### Stored data
//! Checks a plugin data folder's lang files the same way plugin startup loads them.
//!
//! Usage: `lang-check <data-folder>`. Set `RUST_LOG=debug` to see skipped files.

use std::path::PathBuf;
use std::process::ExitCode;

use tracing_subscriber::EnvFilter;
use virion_locale::Locale;

fn main() -> ExitCode {
    let filter = EnvFilter::try_from_default_env().unwrap_or_else(|_| EnvFilter::new("info"));
    tracing_subscriber::fmt().with_env_filter(filter).init();

    let Some(data_folder) = std::env::args_os().nth(1).map(PathBuf::from) else {
        tracing::error!("Usage: lang-check <data-folder>");
        return ExitCode::from(2);
    };

    let locale = match Locale::load_default(&data_folder) {
        Ok(locale) => locale,
        Err(err) => {
            tracing::error!(data_folder = %data_folder.display(), "{err}");
            return ExitCode::FAILURE;
        }
    };

    let store = locale.store();
    for identifier in store.locales() {
        let count = store.messages(identifier).map_or(0, |messages| {
            virion_locale::ir::translation::flatten(messages, store.key_separator()).len()
        });
        let missing = store.missing_messages(identifier);
        tracing::info!(
            locale = %identifier,
            name = identifier.display_name(),
            messages = count,
            missing = missing.len(),
            "Loaded locale"
        );
        for message_id in missing {
            tracing::warn!(
                locale = %identifier,
                message_id = %message_id,
                "Falls back to {}",
                store.fallback()
            );
        }
    }

    ExitCode::SUCCESS
}
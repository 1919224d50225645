//! Core types used throughout the crate.

use std::collections::HashMap;
use std::fmt;
use std::sync::LazyLock;

/// Client languages the host can negotiate, with their display names.
///
/// Order follows the in-game language menu.
pub const ALLOWED_IDENTIFIERS: &[(&str, &str)] = &[
    ("en_US", "English (US)"),
    ("en_GB", "English (UK)"),
    ("de_DE", "Deutsch (Deutschland)"),
    ("es_ES", "Español (España)"),
    ("es_MX", "Español (México)"),
    ("fr_FR", "Français (France)"),
    ("fr_CA", "Français (Canada)"),
    ("it_IT", "Italiano (Italia)"),
    ("ja_JP", "日本語 (日本)"),
    ("ko_KR", "한국어 (대한민국)"),
    ("pt_BR", "Português (Brasil)"),
    ("pt_PT", "Português (Portugal)"),
    ("ru_RU", "Русский (Россия)"),
    ("zh_CN", "简体中文"),
    ("zh_TW", "繁體中文"),
    ("nl_NL", "Nederlands (Nederland)"),
    ("bg_BG", "Български (BG)"),
    ("cs_CZ", "Čeština (Česká republika)"),
    ("da_DK", "Dansk (DA)"),
    ("el_GR", "Ελληνικά (Ελλάδα)"),
    ("fi_FI", "Suomi (Suomi)"),
    ("hu_HU", "Magyar (HU)"),
    ("id_ID", "Bahasa Indonesia (Indonesia)"),
    ("nb_NO", "Norsk bokmål (Norge)"),
    ("pl_PL", "Polski (PL)"),
    ("sk_SK", "Slovensky (SK)"),
    ("sv_SE", "Svenska (Sverige)"),
    ("tr_TR", "Türkçe (Türkiye)"),
    ("uk_UA", "Українська (Україна)"),
];

static IDENTIFIER_INDEX: LazyLock<HashMap<&'static str, LocaleIdentifier>> =
    LazyLock::new(|| {
        ALLOWED_IDENTIFIERS
            .iter()
            .map(|&(code, display_name)| (code, LocaleIdentifier { code, display_name }))
            .collect()
    });

/// A locale identifier that is known to belong to [`ALLOWED_IDENTIFIERS`].
///
/// Only obtainable through [`LocaleIdentifier::parse`], so holding one is proof of
/// membership. Matching is exact: `en_us` is not `en_US`.
#[derive(Debug, Clone, Copy, PartialEq, Eq, Hash, PartialOrd, Ord)]
pub struct LocaleIdentifier {
    code: &'static str,
    display_name: &'static str,
}

impl LocaleIdentifier {
    /// The identifier used when nothing else is configured.
    pub const DEFAULT: Self = Self { code: "en_US", display_name: "English (US)" };

    /// Looks up `code` in the allowed set.
    #[must_use]
    pub fn parse(code: &str) -> Option<Self> {
        IDENTIFIER_INDEX.get(code).copied()
    }

    #[must_use]
    pub fn is_allowed(code: &str) -> bool {
        IDENTIFIER_INDEX.contains_key(code)
    }

    /// Every supported identifier, in menu order.
    pub fn all() -> impl Iterator<Item = Self> {
        ALLOWED_IDENTIFIERS.iter().map(|&(code, display_name)| Self { code, display_name })
    }

    #[must_use]
    pub const fn code(self) -> &'static str {
        self.code
    }

    #[must_use]
    pub const fn display_name(self) -> &'static str {
        self.display_name
    }
}

impl Default for LocaleIdentifier {
    fn default() -> Self {
        Self::DEFAULT
    }
}

impl fmt::Display for LocaleIdentifier {
    fn fmt(&self, f: &mut fmt::Formatter<'_>) -> fmt::Result {
        f.write_str(self.code)
    }
}

impl AsRef<str> for LocaleIdentifier {
    fn as_ref(&self) -> &str {
        self.code
    }
}
//! Shared helpers for unit tests.
#![cfg(test)]
#![allow(clippy::unwrap_used, clippy::expect_used, clippy::panic)]

use serde_json::Value;

use crate::input::LangSource;
use crate::store::TranslationStore;

/// Wraps an in-memory JSON object as a successfully loaded lang file.
///
/// The path is derived from the `identifier` field so diagnostics stay readable.
pub(crate) fn create_source(document: Value) -> LangSource {
    let name = document.get("identifier").and_then(Value::as_str).unwrap_or("unnamed").to_string();
    let Value::Object(map) = document else {
        panic!("lang document must be a JSON object");
    };
    LangSource::new(format!("lang/{name}.json"), Ok(map))
}

/// Builds a default-configured store from in-memory lang documents.
pub(crate) fn create_store(fallback: &str, documents: Vec<Value>) -> TranslationStore {
    let mut store = TranslationStore::default();
    store
        .initialize(fallback, documents.into_iter().map(create_source))
        .expect("test translations should initialize");
    store
}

### What you are asked to do
Each record should be given again exactly as it reads.

### Answer to the exercise
//! Checks a plugin data folder's lang files the same way plugin startup loads them.
//!
//! Usage: `lang-check <data-folder>`. Set `RUST_LOG=debug` to see skipped files.

use std::path::PathBuf;
use std::process::ExitCode;

use tracing_subscriber::EnvFilter;
use virion_locale::Locale;

fn main() -> ExitCode {
    let filter = EnvFilter::try_from_default_env().unwrap_or_else(|_| EnvFilter::new("info"));
    tracing_subscriber::fmt().with_env_filter(filter).init();

    let Some(data_folder) = std::env::args_os().nth(1).map(PathBuf::from) else {
        tracing::error!("Usage: lang-check <data-folder>");
        return ExitCode::from(2);
    };

    let locale = match Locale::load_default(&data_folder) {
        Ok(locale) => locale,
        Err(err) => {
            tracing::error!(data_folder = %data_folder.display(), "{err}");
            return ExitCode::FAILURE;
        }
    };

    let store = locale.store();
    for identifier in store.locales() {
        let count = store.messages(identifier).map_or(0, |messages| {
            virion_locale::ir::translation::flatten(messages, store.key_separator()).len()
        });
        let missing = store.missing_messages(identifier);
        tracing::info!(
            locale = %identifier,
            name = identifier.display_name(),
            messages = count,
            missing = missing.len(),
            "Loaded locale"
        );
        for message_id in missing {
            tracing::warn!(
                locale = %identifier,
                message_id = %message_id,
                "Falls back to {}",
                store.fallback()
            );
        }
    }

    ExitCode::SUCCESS
}
repository 1919224d50225645
//! Core types used throughout the crate.

use std::collections::HashMap;
use std::fmt;
use std::sync::LazyLock;

/// Client languages the host can negotiate, with their display names.
///
/// Order follows the in-game language menu.
pub const ALLOWED_IDENTIFIERS: &[(&str, &str)] = &[
    ("en_US", "English (US)"),
    ("en_GB", "English (UK)"),
    ("de_DE", "Deutsch (Deutschland)"),
    ("es_ES", "Español (España)"),
    ("es_MX", "Español (México)"),
    ("fr_FR", "Français (France)"),
    ("fr_CA", "Français (Canada)"),
    ("it_IT", "Italiano (Italia)"),
    ("ja_JP", "日本語 (日本)"),
    ("ko_KR", "한국어 (대한민국)"),
    ("pt_BR", "Português (Brasil)"),
    ("pt_PT", "Português (Portugal)"),
    ("ru_RU", "Русский (Россия)"),
    ("zh_CN", "简体中文"),
    ("zh_TW", "繁體中文"),
    ("nl_NL", "Nederlands (Nederland)"),
    ("bg_BG", "Български (BG)"),
    ("cs_CZ", "Čeština (Česká republika)"),
    ("da_DK", "Dansk (DA)"),
    ("el_GR", "Ελληνικά (Ελλάδα)"),
    ("fi_FI", "Suomi (Suomi)"),
    ("hu_HU", "Magyar (HU)"),
    ("id_ID", "Bahasa Indonesia (Indonesia)"),
    ("nb_NO", "Norsk bokmål (Norge)"),
    ("pl_PL", "Polski (PL)"),
    ("sk_SK", "Slovensky (SK)"),
    ("sv_SE", "Svenska (Sverige)"),
    ("tr_TR", "Türkçe (Türkiye)"),
    ("uk_UA", "Українська (Україна)"),
];

static IDENTIFIER_INDEX: LazyLock<HashMap<&'static str, LocaleIdentifier>> =
    LazyLock::new(|| {
        ALLOWED_IDENTIFIERS
            .iter()
            .map(|&(code, display_name)| (code, LocaleIdentifier { code, display_name }))
            .collect()
    });

/// A locale identifier that is known to belong to [`ALLOWED_IDENTIFIERS`].
///
/// Only obtainable through [`LocaleIdentifier::parse`], so holding one is proof of
/// membership. Matching is exact: `en_us` is not `en_US`.
#[derive(Debug, Clone, Copy, PartialEq, Eq, Hash, PartialOrd, Ord)]
pub struct LocaleIdentifier {
    code: &'static str,
    display_name: &'static str,
}

impl LocaleIdentifier {
    /// The identifier used when nothing else is configured.
    pub const DEFAULT: Self = Self { code: "en_US", display_name: "English (US)" };

    /// Looks up `code` in the allowed set.
    #[must_use]
    pub fn parse(code: &str) -> Option<Self> {
        IDENTIFIER_INDEX.get(code).copied()
    }

    #[must_use]
    pub fn is_allowed(code: &str) -> bool {
        IDENTIFIER_INDEX.contains_key(code)
    }

    /// Every supported identifier, in menu order.
    pub fn all() -> impl Iterator<Item = Self> {
        ALLOWED_IDENTIFIERS.iter().map(|&(code, display_name)| Self { code, display_name })
    }

    #[must_use]
    pub const fn code(self) -> &'static str {
        self.code
    }

    #[must_use]
    pub const fn display_name(self) -> &'static str {
        self.display_name
    }
}

impl Default for LocaleIdentifier {
    fn default() -> Self {
        Self::DEFAULT
    }
}

impl fmt::Display for LocaleIdentifier {
    fn fmt(&self, f: &mut fmt::Formatter<'_>) -> fmt::Result {
        f.write_str(self.code)
    }
}

impl AsRef<str> for LocaleIdentifier {
    fn as_ref(&self) -> &str {
        self.code
    }
}
//! Shared helpers for unit tests.
#![cfg(test)]
#![allow(clippy::unwrap_used, clippy::expect_used, clippy::panic)]

use serde_json::Value;

use crate::input::LangSource;
use crate::store::TranslationStore;

/// Wraps an in-memory JSON object as a successfully loaded lang file.
///
/// The path is derived from the `identifier` field so diagnostics stay readable.
pub(crate) fn create_source(document: Value) -> LangSource {
    let name = document.get("identifier").and_then(Value::as_str).unwrap_or("unnamed").to_string();
    let Value::Object(map) = document else {
        panic!("lang document must be a JSON object");
    };
    LangSource::new(format!("lang/{name}.json"), Ok(map))
}

/// Builds a default-configured store from in-memory lang documents.
pub(crate) fn create_store(fallback: &str, documents: Vec<Value>) -> TranslationStore {
    let mut store = TranslationStore::default();
    store
        .initialize(fallback, documents.into_iter().map(create_source))
        .expect("test translations should initialize");
    store
}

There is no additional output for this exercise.